YOUR INSTRUCTIONS: Check each line of the listing below for the word "EnvFilter" and say how many lines have it. Nothing else should be written.

• • • • •

//! cadenza CLI: live playback and offline export of a demo project.
//!
//! Usage:
//!   cz-cli play --loop-bars 2
//!   cz-cli mix out.wav
//!   cz-cli stems out/
//!   cz-cli midi out.mid

use std::io::Write;
use std::path::{Path, PathBuf};
use std::time::Duration;

use cadenza::demo_project;
use clap::{Parser, Subcommand};
use cz_ir::TICKS_PER_BAR;
use cz_master::{Controller, EngineConfig, LoopRegion};
use tracing_subscriber::EnvFilter;

#[derive(Parser)]
#[command(name = "cz-cli")]
#[command(about = "Play and export cadenza projects", long_about = None)]
struct Cli {
    /// Tempo of the demo project
    #[arg(long, default_value = "120.0", global = true)]
    bpm: f64,

    /// WAV file to load as the sampler track's sample
    #[arg(long, global = true)]
    sample: Option<PathBuf>,

    /// Sample rate for offline renders
    #[arg(short, long, default_value = "44100", global = true)]
    sample_rate: u32,

    #[command(subcommand)]
    command: Commands,
}

#[derive(Subcommand)]
enum Commands {
    /// Play through the default output device
    Play {
        /// Bar to start from
        #[arg(long, default_value = "0")]
        from_bar: u64,

        /// Loop the first N bars
        #[arg(long)]
        loop_bars: Option<u64>,

        /// Stop after this many seconds
        #[arg(short, long, default_value = "30.0")]
        duration: f64,
    },
    /// Render the mixdown to a WAV file
    Mix { output: PathBuf },
    /// Render one track, dry, to a WAV file
    Bounce {
        track: usize,
        output: PathBuf,
    },
    /// Render every audible track to its own WAV file
    Stems { dir: PathBuf },
    /// Write the project's notes as a standard note file
    Midi { output: PathBuf },
}

fn main() -> Result<(), Box<dyn std::error::Error>> {
    tracing_subscriber::fmt()
        .with_env_filter(EnvFilter::try_from_default_env().unwrap_or_else(|_| EnvFilter::new("info")))
        .init();

    let cli = Cli::parse();
    let config = EngineConfig {
        sample_rate: cli.sample_rate,
        ..EngineConfig::default()
    };
    let mut ctrl = Controller::new(demo_project(cli.bpm), config);
    if let Some(path) = &cli.sample {
        let sampler = ctrl
            .project()
            .tracks
            .iter()
            .position(|t| matches!(t.instrument, cz_ir::Instrument::Sampler(_)));
        if let Some(index) = sampler {
            ctrl.load_sample(index, &std::fs::read(path)?)?;
        }
    }

    match cli.command {
        Commands::Play {
            from_bar,
            loop_bars,
            duration,
        } => play(&mut ctrl, from_bar * TICKS_PER_BAR, loop_bars, duration)?,
        Commands::Mix { output } => write_export(&output, &ctrl.render_to_wav()?)?,
        Commands::Bounce { track, output } => {
            let buffer = ctrl.bounce_track(track)?;
            write_export(&output, &ctrl.write_audio_file(&buffer))?;
            println!("  {:.2} s", buffer.duration_seconds());
        }
        Commands::Stems { dir } => {
            std::fs::create_dir_all(&dir)?;
            let project = ctrl.project();
            for (index, buffer) in ctrl.stems()? {
                let path = dir.join(format!("{:02}-{}.wav", index, project.tracks[index].name));
                write_export(&path, &ctrl.write_audio_file(&buffer))?;
            }
        }
        Commands::Midi { output } => write_export(&output, &ctrl.write_note_file())?,
    }
    Ok(())
}

fn write_export(path: &Path, bytes: &[u8]) -> std::io::Result<()> {
    std::fs::write(path, bytes)?;
    tracing::info!(path = %path.display(), bytes = bytes.len(), "export written");
    println!("Wrote {}", path.display());
    Ok(())
}

fn play(
    ctrl: &mut Controller,
    from_tick: u64,
    loop_bars: Option<u64>,
    duration: f64,
) -> Result<(), Box<dyn std::error::Error>> {
    let rate = ctrl.open_output()?;
    if let Some(bars) = loop_bars {
        ctrl.set_loop_region(LoopRegion::new(0, bars * TICKS_PER_BAR, true));
    }
    let stats = ctrl.play(from_tick);
    println!("Playing at {} Hz ({} events scheduled)...", rate, stats.scheduled);

    let started = std::time::Instant::now();
    while ctrl.is_playing() && started.elapsed().as_secs_f64() < duration {
        let tick = ctrl.position();
        print!("\rBar {:3} | Tick {:6}", tick / TICKS_PER_BAR + 1, tick);
        let _ = std::io::stdout().flush();
        std::thread::sleep(Duration::from_millis(10));
    }
    ctrl.stop();

    println!("\rDone.                    ");
    Ok(())
}
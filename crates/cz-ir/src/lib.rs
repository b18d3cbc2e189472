//! Core data model for the cadenza workstation.
//!
//! Notes, clips, tracks and projects as produced by the editing layer,
//! plus the tempo clock every other crate uses to move between musical
//! ticks and seconds. The engine treats all of these as read-only
//! snapshots.
//!
//! Designed to be `no_std` compatible with the `alloc` crate.

#![cfg_attr(not(feature = "std"), no_std)]

extern crate alloc;

mod audio_buffer;
mod clip;
mod instrument;
mod note;
mod project;
mod tick;
mod track;

pub use audio_buffer::{AudioBuffer, BLOCK_SIZE, MAX_CHANNELS};
pub use clip::{AudioSegment, Clip, ClipPayload};
pub use instrument::{
    Adsr, DrumSound, FilterKind, FilterSpec, Instrument, OscillatorSpec, SamplerPatch, SynthPatch,
    Waveform,
};
pub use note::Note;
pub use project::{LoopRegion, Project, MIN_LOOP_TICKS};
pub use tick::{
    micros_per_quarter, seconds_to_ticks, ticks_to_samples, ticks_to_seconds, TICKS_PER_BAR,
    TICKS_PER_QUARTER,
};
pub use track::{Track, MAX_NAME_LEN, MAX_VOLUME};
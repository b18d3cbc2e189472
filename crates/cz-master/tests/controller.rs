//! Controller behaviour without an audio device: the graph clock is
//! driven with `advance` and the playhead with `poll`.

use cz_engine::PollEvent;
use cz_ir::{SynthPatch, TICKS_PER_BAR};
use cz_master::{Clip, Controller, ControllerError, EngineConfig, Instrument, LoopRegion, Note, Project, Track};

const RATE: u32 = 8_000;

fn config() -> EngineConfig {
    EngineConfig {
        sample_rate: RATE,
        ..EngineConfig::default()
    }
}

fn demo_project() -> Project {
    let mut project = Project::new(120.0);
    project.tracks.push(
        Track::new("lead", Instrument::Synth(SynthPatch::default())).with_clip(Clip::notes(
            0,
            1024,
            (0..4).map(|i| Note::new(60 + i as u8, i * 256, 200, 0.8)).collect(),
        )),
    );
    project.tracks.push(
        Track::new("drums", Instrument::Drums).with_clip(Clip::notes(
            0,
            1024,
            vec![Note::new(36, 0, 64, 1.0), Note::new(38, 512, 64, 1.0)],
        )),
    );
    project
}

/// Seconds of graph time to frames.
fn frames(seconds: f64) -> usize {
    (seconds * RATE as f64) as usize
}

#[test]
fn loop_wraps_and_reschedules() {
    let mut project = demo_project();
    project.loop_region = LoopRegion::new(0, TICKS_PER_BAR, true);
    let mut ctl = Controller::new(project, config());

    let stats = ctl.play_manual(0);
    assert!(stats.scheduled > 0);
    assert!(ctl.is_playing());
    assert_eq!(ctl.passes(), 1);

    // 1 bar at 120 bpm is 2 s; 2.1 s is 51 ticks into the next lap
    ctl.advance(frames(2.1));
    assert_eq!(ctl.poll(), PollEvent::Wrapped { from: 1075, to: 51 });
    assert_eq!(ctl.passes(), 2);

    ctl.advance(frames(0.5));
    assert!(matches!(ctl.poll(), PollEvent::Advanced(t) if t > 51));
    assert_eq!(ctl.passes(), 2);
}

#[test]
fn playback_finishes_at_project_end() {
    let mut ctl = Controller::new(demo_project(), config());
    ctl.play_manual(0);
    ctl.advance(frames(2.5));
    assert_eq!(ctl.poll(), PollEvent::Finished);
    assert!(!ctl.is_playing());
    assert_eq!(ctl.position(), TICKS_PER_BAR);
    assert_eq!(ctl.poll(), PollEvent::Idle);
}

#[test]
fn stop_silences_every_voice() {
    let mut ctl = Controller::new(demo_project(), config());
    ctl.play_manual(0);
    assert!(ctl.note_on(0, 72, 1.0).unwrap());
    assert!(ctl.active_voices() > 0);

    ctl.stop();
    assert!(!ctl.is_playing());
    assert_eq!(ctl.active_voices(), 0);
    ctl.stop();
}

#[test]
fn mixer_edits_validate_track_index() {
    let ctl = Controller::new(demo_project(), config());
    ctl.set_track_volume(0, 0.5).unwrap();
    ctl.set_track_pan(1, -0.25).unwrap();
    ctl.set_track_muted(1, true).unwrap();
    ctl.set_track_soloed(0, true).unwrap();

    let project = ctl.project();
    assert_eq!(project.tracks[0].volume, 0.5);
    assert_eq!(project.tracks[1].pan, -0.25);
    assert!(project.tracks[1].muted);
    assert!(project.tracks[0].soloed);

    assert!(matches!(
        ctl.set_track_volume(7, 1.0),
        Err(ControllerError::NoSuchTrack(7))
    ));
    assert!(matches!(ctl.note_on(9, 60, 1.0), Err(ControllerError::NoSuchTrack(9))));
}

#[test]
fn live_note_releases() {
    let ctl = Controller::new(demo_project(), config());
    assert!(ctl.note_on(0, 64, 0.7).unwrap());
    ctl.advance(frames(0.1));
    assert!(ctl.note_off(0, 64));
    assert!(!ctl.note_off(0, 64));
}

#[test]
fn exports_render_the_current_mix() {
    let ctl = Controller::new(demo_project(), config());
    let wav = ctl.render_to_wav().unwrap();
    assert_eq!(&wav[0..4], b"RIFF");
    assert_eq!(&wav[8..12], b"WAVE");

    let midi = ctl.write_note_file();
    assert_eq!(&midi[0..4], b"MThd");

    let stems = ctl.stems().unwrap();
    assert_eq!(stems.len(), 2);

    ctl.set_track_muted(0, true).unwrap();
    ctl.set_track_muted(1, true).unwrap();
    assert!(matches!(ctl.mixdown(), Err(ControllerError::Render(_))));
    assert!(ctl.bounce_track(0).is_ok());
    assert!(matches!(ctl.bounce_track(5), Err(ControllerError::NoSuchTrack(5))));
}

#[test]
fn loaded_sample_becomes_the_instrument() {
    let ctl = Controller::new(demo_project(), config());
    let sample = cz_ir::AudioBuffer::from_mono(vec![0.5; 800], RATE);
    let wav = ctl.write_audio_file(&sample);
    ctl.load_sample(1, &wav).unwrap();
    assert!(matches!(ctl.project().tracks[1].instrument, Instrument::Sampler(_)));

    assert!(matches!(
        ctl.load_sample(1, b"garbage"),
        Err(ControllerError::Format(_))
    ));
}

• • • • •

TASK ANSWER: 2